It is a very important space, where habits require extra attention, so in this article we will be taking a look at antimicrobial kitchen countertops, what the best material to use is, and all the advantages of antimicrobial slabs.
The kitchen is a room where magic happens, where memories are made and unforgettable moments are spent. Considered by many to be the true heart of the home, it is essential not to make any mistakes when designing the kitchen, as every component needs the right level of attention. To ensure not only the best dishes, but also the highest levels of hygiene for your preparations, it is important to know that there are certifications, such as NSF, which guarantee the suitability of worksurfaces for direct contact with foodstuffs: not all countertops, as beautiful as they may look, are also functional over the long term.
Choosing antimicrobial countertops is therefore of primary importance, both in residential and commercial environments.
How to choose the best material for kitchen slab countertops
When it comes to choosing the best cooking surfaces, you need to take various criteria into consideration: appearance, strength, durability, hygiene, and ease of cleaning. From a basic laminate countertop to porcelain stoneware, quartz, and natural stone or marble – each material has its own pros and cons.
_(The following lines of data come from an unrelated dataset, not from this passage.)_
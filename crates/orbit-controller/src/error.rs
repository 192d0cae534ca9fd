//! Controller error types.

use orbit_core::CoreError;
use orbit_routing::RoutingError;
use orbit_state::StateError;
use orbit_version::VersionError;
use thiserror::Error;

/// Errors surfaced by the application and tenant controllers.
#[derive(Debug, Error)]
pub enum ControllerError {
    #[error("{0} already exists")]
    AlreadyExists(String),

    #[error("{0} does not exist")]
    NotExists(String),

    #[error("{0}")]
    IllegalArgument(String),

    #[error("{0}")]
    IllegalState(String),

    #[error("unauthorized: {0}")]
    Unauthorized(String),

    #[error("deployment failed: {0}")]
    Deployment(String),

    #[error(transparent)]
    Routing(#[from] RoutingError),

    #[error(transparent)]
    Version(#[from] VersionError),

    #[error("state store error: {0}")]
    State(#[from] StateError),
}

impl ControllerError {
    /// Whether the request may succeed if retried later, i.e. it failed
    /// waiting for a lock.
    pub fn is_transient(&self) -> bool {
        match self {
            ControllerError::State(e)
            | ControllerError::Routing(RoutingError::State(e))
            | ControllerError::Version(VersionError::State(e)) => e.is_transient(),
            _ => false,
        }
    }
}

impl From<CoreError> for ControllerError {
    fn from(error: CoreError) -> Self {
        ControllerError::IllegalArgument(error.to_string())
    }
}

pub type ControllerResult<T> = Result<T, ControllerError>;

#[cfg(test)]
mod tests {
    use std::time::Duration;

    use super::*;

    fn timeout() -> StateError {
        StateError::LockTimeout {
            path: "/applications/acme:search".to_string(),
            timeout: Duration::from_secs(1),
        }
    }

    #[test]
    fn lock_timeouts_are_transient_at_any_depth() {
        assert!(ControllerError::from(timeout()).is_transient());
        assert!(ControllerError::from(RoutingError::from(timeout())).is_transient());
        assert!(ControllerError::from(VersionError::from(timeout())).is_transient());
        assert!(!ControllerError::NotExists("application 'acme:search'".to_string()).is_transient());
        assert!(
            !ControllerError::from(RoutingError::RotationsExhausted("all taken".to_string()))
                .is_transient()
        );
    }

    #[test]
    fn invalid_names_are_illegal_arguments() {
        let err = ControllerError::from(CoreError::InvalidId("a:b:c:d".to_string()));
        assert!(matches!(err, ControllerError::IllegalArgument(_)));
    }
}
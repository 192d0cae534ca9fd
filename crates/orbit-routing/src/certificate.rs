//! Names an endpoint certificate must cover.

use orbit_core::{ClusterId, DeploymentId, DeploymentSpec, EndpointId};
use sha2::{Digest, Sha256};

use crate::endpoint;

/// Longest common name a certificate accepts.
pub const MAX_COMMON_NAME_LENGTH: usize = 64;

/// A short, stable common name for a deployment's certificate:
/// `v<hash>.<suffix>`, where the hash is cut to fit the name in
/// [`MAX_COMMON_NAME_LENGTH`] characters. The configured suffix is at most
/// [`MAX_DNS_SUFFIX_LENGTH`](orbit_core::config::MAX_DNS_SUFFIX_LENGTH) long.
pub fn common_name(deployment: &DeploymentId, dns_suffix: &str) -> String {
    let digest = Sha256::digest(
        format!("{}:{}", deployment.instance.serialized_form(), deployment.zone).as_bytes(),
    );
    let hash = hex::encode(digest);
    let room = MAX_COMMON_NAME_LENGTH.saturating_sub(dns_suffix.len() + 2);
    let hash = &hash[..room.min(32)];
    format!("v{hash}.{dns_suffix}")
}

/// Every name a deployment's certificate must list: the common name, then
/// each endpoint name the deployment may serve with a wildcard sibling
/// covering non-default clusters and endpoint ids.
pub fn dns_names(deployment: &DeploymentId, spec: &DeploymentSpec, dns_suffix: &str) -> Vec<String> {
    let default_cluster = ClusterId::default_id();
    let mut names = vec![common_name(deployment, dns_suffix)];
    let mut with_wildcard = |name: String| {
        names.push(format!("*.{name}"));
        names.push(name);
    };

    with_wildcard(endpoint::zone_name(deployment, &default_cluster, dns_suffix));
    if deployment.zone.environment.is_production() {
        with_wildcard(endpoint::region_name(deployment, &default_cluster, dns_suffix));
        with_wildcard(endpoint::global_name(
            &deployment.instance,
            &EndpointId::default_id(),
            dns_suffix,
        ));
        let region = &deployment.zone.region;
        let has_application_endpoint = spec.endpoints().iter().any(|declared| {
            declared.targets.iter().any(|t| {
                &t.region == region && t.instance == deployment.instance.instance
            })
        });
        if has_application_endpoint {
            // Application names always carry the endpoint id, so only the
            // wildcard applies.
            let default_app_name = endpoint::application_name(
                &deployment.application_id(),
                &EndpointId::default_id(),
                dns_suffix,
            );
            if let Some((_, rest)) = default_app_name.split_once('.') {
                names.push(format!("*.{rest}"));
            }
        }
    }
    names.dedup();
    names
}

/// Whether `name` is covered by one of `names`, honouring single-label
/// wildcards.
pub fn covers(names: &[String], name: &str) -> bool {
    names.iter().any(|pattern| match pattern.strip_prefix("*.") {
        Some(parent) => name
            .split_once('.')
            .is_some_and(|(label, rest)| !label.is_empty() && rest == parent),
        None => pattern == name,
    })
}
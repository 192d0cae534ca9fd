//! Wall-clock abstraction so controllers can be driven by tests.

use std::sync::atomic::{AtomicU64, Ordering};
use std::time::{SystemTime, UNIX_EPOCH};

/// Source of the current time, in Unix epoch seconds.
pub trait Clock: Send + Sync {
    fn now(&self) -> u64;
}

/// The real system clock.
#[derive(Debug, Default, Clone, Copy)]
pub struct SystemClock;

impl Clock for SystemClock {
    fn now(&self) -> u64 {
        SystemTime::now()
            .duration_since(UNIX_EPOCH)
            .unwrap_or_default()
            .as_secs()
    }
}

/// A clock that only moves when told to.
#[derive(Debug, Default)]
pub struct ManualClock {
    now: AtomicU64,
}

impl ManualClock {
    pub fn at(epoch_secs: u64) -> Self {
        Self {
            now: AtomicU64::new(epoch_secs),
        }
    }

    pub fn advance(&self, secs: u64) {
        self.now.fetch_add(secs, Ordering::SeqCst);
    }

    pub fn set(&self, epoch_secs: u64) {
        self.now.store(epoch_secs, Ordering::SeqCst);
    }
}

impl Clock for ManualClock {
    fn now(&self) -> u64 {
        self.now.load(Ordering::SeqCst)
    }
}

#[cfg(test)]
mod tests {
    use super::*;

    #[test]
    fn system_clock_is_after_2024() {
        assert!(SystemClock.now() > 1_704_067_200);
    }

    #[test]
    fn manual_clock_advances() {
        let clock = ManualClock::at(1000);
        clock.advance(60);
        assert_eq!(clock.now(), 1060);
        clock.set(5);
        assert_eq!(clock.now(), 5);
    }
}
Choosing the best material for kitchen slab countertops must take all these characteristics into account.
First of all, think about resistance to scratching. The kitchen countertop needs to resist significant day-to-day stresses, and while no material is completely abrasion proof, they all offer different levels of toughness. Laminate, for example, is easier to scratch than marble on the MOHS hardness scale. Moving up the rankings we come to granite, which is famously difficult to scratch, but at the top of the pile for scratch resistance, believe it or not, is porcelain stoneware!
As regards hygiene, it is important to take the porosity into consideration: a porous material will retain germs and bacteria more easily. Marble and granite are naturally microporous and so are more subject to bacterial proliferation than laminate, steel and, above all, porcelain stoneware, whose surface is impermeable and compact, and thus intrinsically hygienic.
Being in the kitchen, a countertop will inevitably come into contact with different kinds of acids, from food ingredients to cleaning products. Some of them can dissolve limestone, and so it is important to keep them away if the countertop is made of marble. While it may be true that the best marble for kitchen slab countertops is the beautiful but pricy Carrara Marble, celebrated for its use in classical sculpture and featuring sugary white crystals, you also need to bear in mind that it is a porous and delicate material which is vulnerable to acids. A tougher and more economical choice which still provides the same appearance and timeless charm is marble effect porcelain stoneware.